Une fois la décision prise, la société doit publier, dans un délai d’un mois maximum, un avis de modification indiquant le nouveau et l'ancien lieu du siège social. Dans le cas où le tribunal de commerce dont dépend l’entreprise ne change pas, un seul avis est à publier dans un des journaux d'annonces légales (JAL) diffusés sur le lieu du siège social. Dans le cas contraire, la société aura l’obligation de publier deux avis, un dans un JAL de l’ancien siège social et un dans un JAL du nouveau siège social.

Cette publication contient des mentions obligatoires qui diffèrent selon la qualité commerciale ou non commerciale de la société, mais celle-ci doit, dans tous les cas, inclure l’éventuelle autorisation délivrée pour l’exercice de l’activité (agrément, diplôme, autorisation d’exercice, etc.). Attention, il se peut que le déménagement de l’entreprise entraîne la nécessité d’obtenir une nouvelle autorisation : celle en vigueur sur le nouveau lieu du siège social.
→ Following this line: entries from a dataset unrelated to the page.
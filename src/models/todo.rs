use chrono::{DateTime, Utc};
use diesel::deserialize::{self, FromSql, FromSqlRow};
use diesel::expression::AsExpression;
use diesel::pg::{Pg, PgValue};
use diesel::serialize::{self, Output, ToSql};
use diesel::sql_types::Integer;
use diesel::{AsChangeset, Identifiable, Insertable, Queryable, Selectable};
use serde::{Deserialize, Serialize};
use utoipa::ToSchema;
use validator::Validate;

use crate::models::schedule::ScheduleTime;
use crate::repository::schema::todos;

/// Stored as an integer so that ordering by priority is meaningful.
#[derive(
    Debug,
    Clone,
    Copy,
    PartialEq,
    Eq,
    PartialOrd,
    Ord,
    Hash,
    Default,
    Serialize,
    Deserialize,
    AsExpression,
    FromSqlRow,
    ToSchema,
    async_graphql::Enum,
)]
#[diesel(sql_type = Integer)]
#[graphql(name = "TodoPriority")]
pub enum Priority {
    Low = 1,
    #[default]
    Medium = 2,
    High = 3,
}

impl TryFrom<i32> for Priority {
    type Error = String;

    fn try_from(value: i32) -> Result<Self, Self::Error> {
        match value {
            1 => Ok(Priority::Low),
            2 => Ok(Priority::Medium),
            3 => Ok(Priority::High),
            other => Err(format!("unrecognized priority {other}")),
        }
    }
}

impl ToSql<Integer, Pg> for Priority {
    fn to_sql<'b>(&'b self, out: &mut Output<'b, '_, Pg>) -> serialize::Result {
        let value: &'static i32 = match self {
            Priority::Low => &1,
            Priority::Medium => &2,
            Priority::High => &3,
        };
        <i32 as ToSql<Integer, Pg>>::to_sql(value, out)
    }
}

impl FromSql<Integer, Pg> for Priority {
    fn from_sql(bytes: PgValue<'_>) -> deserialize::Result<Self> {
        let value = <i32 as FromSql<Integer, Pg>>::from_sql(bytes)?;
        Ok(Priority::try_from(value)?)
    }
}

#[derive(
    Debug,
    Clone,
    PartialEq,
    Queryable,
    Selectable,
    Identifiable,
    Serialize,
    Deserialize,
    ToSchema,
    async_graphql::SimpleObject,
)]
#[diesel(table_name = todos)]
#[diesel(check_for_backend(diesel::pg::Pg))]
#[serde(rename_all = "camelCase")]
pub struct TodoItem {
    pub id: i32,
    pub title: String,
    pub description: String,
    pub is_completed: bool,
    pub priority: Priority,
    pub start_at_utc: Option<DateTime<Utc>>,
    pub end_at_utc: Option<DateTime<Utc>>,
    #[serde(skip)]
    #[graphql(skip)]
    pub user_id: String,
}

#[derive(Debug, Clone, Insertable, Validate)]
#[diesel(table_name = todos)]
pub struct NewTodo {
    pub title: String,
    #[validate(length(max = 1000))]
    pub description: String,
    pub is_completed: bool,
    pub priority: Priority,
    pub start_at_utc: Option<DateTime<Utc>>,
    pub end_at_utc: Option<DateTime<Utc>>,
    pub user_id: String,
}

#[derive(Debug, Clone, AsChangeset, Validate)]
#[diesel(table_name = todos, treat_none_as_null = true)]
pub struct TodoChanges {
    pub title: String,
    #[validate(length(max = 1000))]
    pub description: String,
    pub is_completed: bool,
    pub priority: Priority,
    pub start_at_utc: Option<DateTime<Utc>>,
    pub end_at_utc: Option<DateTime<Utc>>,
}

impl TodoChanges {
    pub fn apply_to(&self, todo: &mut TodoItem) {
        todo.title.clone_from(&self.title);
        todo.description.clone_from(&self.description);
        todo.is_completed = self.is_completed;
        todo.priority = self.priority;
        todo.start_at_utc = self.start_at_utc;
        todo.end_at_utc = self.end_at_utc;
    }
}

#[derive(Debug, Clone, Default, Deserialize, Validate, ToSchema)]
#[serde(rename_all = "camelCase")]
pub struct CreateTodo {
    #[serde(default)]
    pub title: String,
    #[validate(length(max = 1000, message = "Description must be 1000 characters or fewer."))]
    pub description: Option<String>,
    #[serde(default)]
    pub priority: Priority,
    #[schema(value_type = Option<String>, format = DateTime)]
    pub start_at_utc: Option<ScheduleTime>,
    #[schema(value_type = Option<String>, format = DateTime)]
    pub end_at_utc: Option<ScheduleTime>,
}

impl CreateTodo {
    pub fn titled(title: impl Into<String>) -> Self {
        Self {
            title: title.into(),
            ..Self::default()
        }
    }
}

#[derive(Debug, Clone, Deserialize, Validate, ToSchema)]
#[serde(rename_all = "camelCase")]
pub struct UpdateTodo {
    #[serde(default)]
    pub title: String,
    pub is_completed: bool,
    pub priority: Priority,
    #[validate(length(max = 1000, message = "Description must be 1000 characters or fewer."))]
    pub description: Option<String>,
    #[schema(value_type = Option<String>, format = DateTime)]
    pub start_at_utc: Option<ScheduleTime>,
    #[schema(value_type = Option<String>, format = DateTime)]
    pub end_at_utc: Option<ScheduleTime>,
}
Dernière étape : la déclaration de transfert de siège social

Dernière formalité : le transfert de siège social doit être déclaré, en ligne ou de manière physique, au CFE ou au greffe du tribunal de commerce de la nouvelle adresse. Le dossier déposé, qui comprend l’acte de modification statutaire, doit également inclure :

  • l'acte, certifié conforme par le représentant légal, qui entérine la décision du transfert du siège social ;
  • un exemplaire des statuts mis à jour, daté et certifié conforme par le représentant légal ;
  • l'avis paru dans le ou les journaux d’annonces légales (JAL), ou l'attestation de la/les parution(s) ;
  • la déclaration de modification de l’entreprise (M2 ou P2) ;
  • une preuve de l’utilisation des nouveaux locaux (facture d'électricité, contrat de bail, etc.).

Si le représentant légal n'a pas signé lui-même les différents documents, un pouvoir devra être également joint au dossier.